Asthmatic airways have a disproportionate hyperresponsiveness to LTE4, as compared with normal airways, but not to LTC4, LTD4, methacholine, and histamine.

Airways responsiveness to leukotriene (LT) C4, LTD4, LTE4, histamine, and methacholine have been studied in eight asthmatic and six normal subjects. Airways responsiveness to each bronchoconstrictor agonist was assessed by constructing cumulative dose-response curves, and the dose that produced a 35% decrease in specific airways conductance (PD35) was obtained by linear interpolation. Airways of subjects with asthma were approximately 14-, 15-, 6-, 9-, and 219-fold more responsive to histamine, methacholine, LTC4, LTD4, and LTE4, respectively, than were normal subjects. Thus, there was a substantially augmented level of hyperresponsiveness to LTE4 in bronchial asthma, which was not observed for the other bronchoconstrictor agents, when compared to normal subjects.
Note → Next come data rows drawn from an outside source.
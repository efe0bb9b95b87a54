//! The [`Cell`] type: the static layout state of one grid position.

/// Cost of entering an ordinary cell.
pub const BASE_WEIGHT: i32 = 1;

/// Cost of entering a weighted cell.
pub const HEAVY_WEIGHT: i32 = 15;

/// The endpoint role a cell may carry. A cell holds at most one.
#[derive(Copy, Clone, Debug, Default, PartialEq, Eq, Hash)]
#[cfg_attr(feature = "serde", derive(serde::Serialize, serde::Deserialize))]
pub enum Role {
    #[default]
    None,
    Start,
    Finish,
    Bomb,
}

/// Layout state of one grid position.
///
/// Walls and weights are mutually exclusive and never apply to a cell with a
/// [`Role`]; [`Grid`](crate::Grid) enforces this through its editing methods.
#[derive(Copy, Clone, Debug, Default, PartialEq, Eq, Hash)]
#[cfg_attr(feature = "serde", derive(serde::Serialize, serde::Deserialize))]
pub struct Cell {
    pub(crate) role: Role,
    pub(crate) wall: bool,
    pub(crate) weighted: bool,
}

impl Cell {
    /// A plain cell carrying `role`.
    #[inline]
    pub const fn with_role(role: Role) -> Self {
        Self {
            role,
            wall: false,
            weighted: false,
        }
    }

    #[inline]
    pub const fn role(self) -> Role {
        self.role
    }

    #[inline]
    pub const fn is_start(self) -> bool {
        matches!(self.role, Role::Start)
    }

    #[inline]
    pub const fn is_finish(self) -> bool {
        matches!(self.role, Role::Finish)
    }

    #[inline]
    pub const fn is_bomb(self) -> bool {
        matches!(self.role, Role::Bomb)
    }

    /// Whether the cell is an endpoint that edits and mazes must leave alone.
    #[inline]
    pub const fn is_protected(self) -> bool {
        !matches!(self.role, Role::None)
    }

    #[inline]
    pub const fn is_wall(self) -> bool {
        self.wall
    }

    #[inline]
    pub const fn is_weight(self) -> bool {
        self.weighted
    }

    /// Cost of entering this cell.
    #[inline]
    pub const fn weight(self) -> i32 {
        if self.weighted { HEAVY_WEIGHT } else { BASE_WEIGHT }
    }
}

#[cfg(test)]
mod tests {
    use super::*;

    #[test]
    fn default_cell_is_plain() {
        let c = Cell::default();
        assert_eq!(c.role(), Role::None);
        assert!(!c.is_wall());
        assert!(!c.is_weight());
        assert!(!c.is_protected());
        assert_eq!(c.weight(), BASE_WEIGHT);
    }

    #[test]
    fn roles_are_protected() {
        assert!(Cell::with_role(Role::Start).is_start());
        assert!(Cell::with_role(Role::Finish).is_finish());
        assert!(Cell::with_role(Role::Bomb).is_bomb());
        for role in [Role::Start, Role::Finish, Role::Bomb] {
            assert!(Cell::with_role(role).is_protected());
        }
    }

    #[test]
    fn weighted_cost() {
        let c = Cell {
            weighted: true,
            ..Cell::default()
        };
        assert_eq!(c.weight(), HEAVY_WEIGHT);
    }
}
use pathviz_core::Point;

use crate::context::TraversalContext;
use crate::traits::WeightedPather;

impl TraversalContext {
    /// Follow back-links from `finish` and return the route in start-to-finish
    /// order.
    ///
    /// The start cell has no back-link and is therefore not part of the
    /// result: a route of `n` moves yields `n` cells, the last one being
    /// `finish`. Returns an empty list when the last run never visited
    /// `finish`.
    pub fn reconstruct_path(&self, finish: Point) -> Vec<Point> {
        let mut path = Vec::new();
        if !self.is_visited(finish) {
            return path;
        }
        let mut cur = finish;
        // A cell never links to itself, so the chain has at most `len` links.
        let mut budget = self.range().len();
        while let Some(prev) = self.previous(cur) {
            path.push(cur);
            cur = prev;
            if budget == 0 {
                log::warn!("back-link cycle at {cur}");
                path.clear();
                return path;
            }
            budget -= 1;
        }
        path.reverse();
        path
    }
}

/// Sum of step costs along `path`, starting at `from`.
///
/// `path` is in the shape returned by
/// [`reconstruct_path`](TraversalContext::reconstruct_path): it omits `from`
/// and ends at the destination.
pub fn path_cost<P: WeightedPather>(pather: &P, from: Point, path: &[Point]) -> i32 {
    let mut cost = 0i32;
    let mut prev = from;
    for &p in path {
        cost = cost.saturating_add(pather.cost(prev, p));
        prev = p;
    }
    cost
}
In contrast to LTC4 and LTD4, as histamine and methacholine responsiveness increase, the dose ratio of histamine to LTE4 (PD35 histamine/PD35 LTE4) and the dose ratio of methacholine to LTE4 also tended to increase. This suggests that as the nonspecific airways responsiveness increases, the relative potency of LTE4 also increases, whereas potency of LTC4 and LTD4 decrease. These results suggest that the mechanism of the bronchoconstriction induced by LTE4 may be distinct from that produced by LTC4 or LTD4 in subjects with asthma. This may reflect leukotriene subtype receptor heterogeneity in asthmatic airways.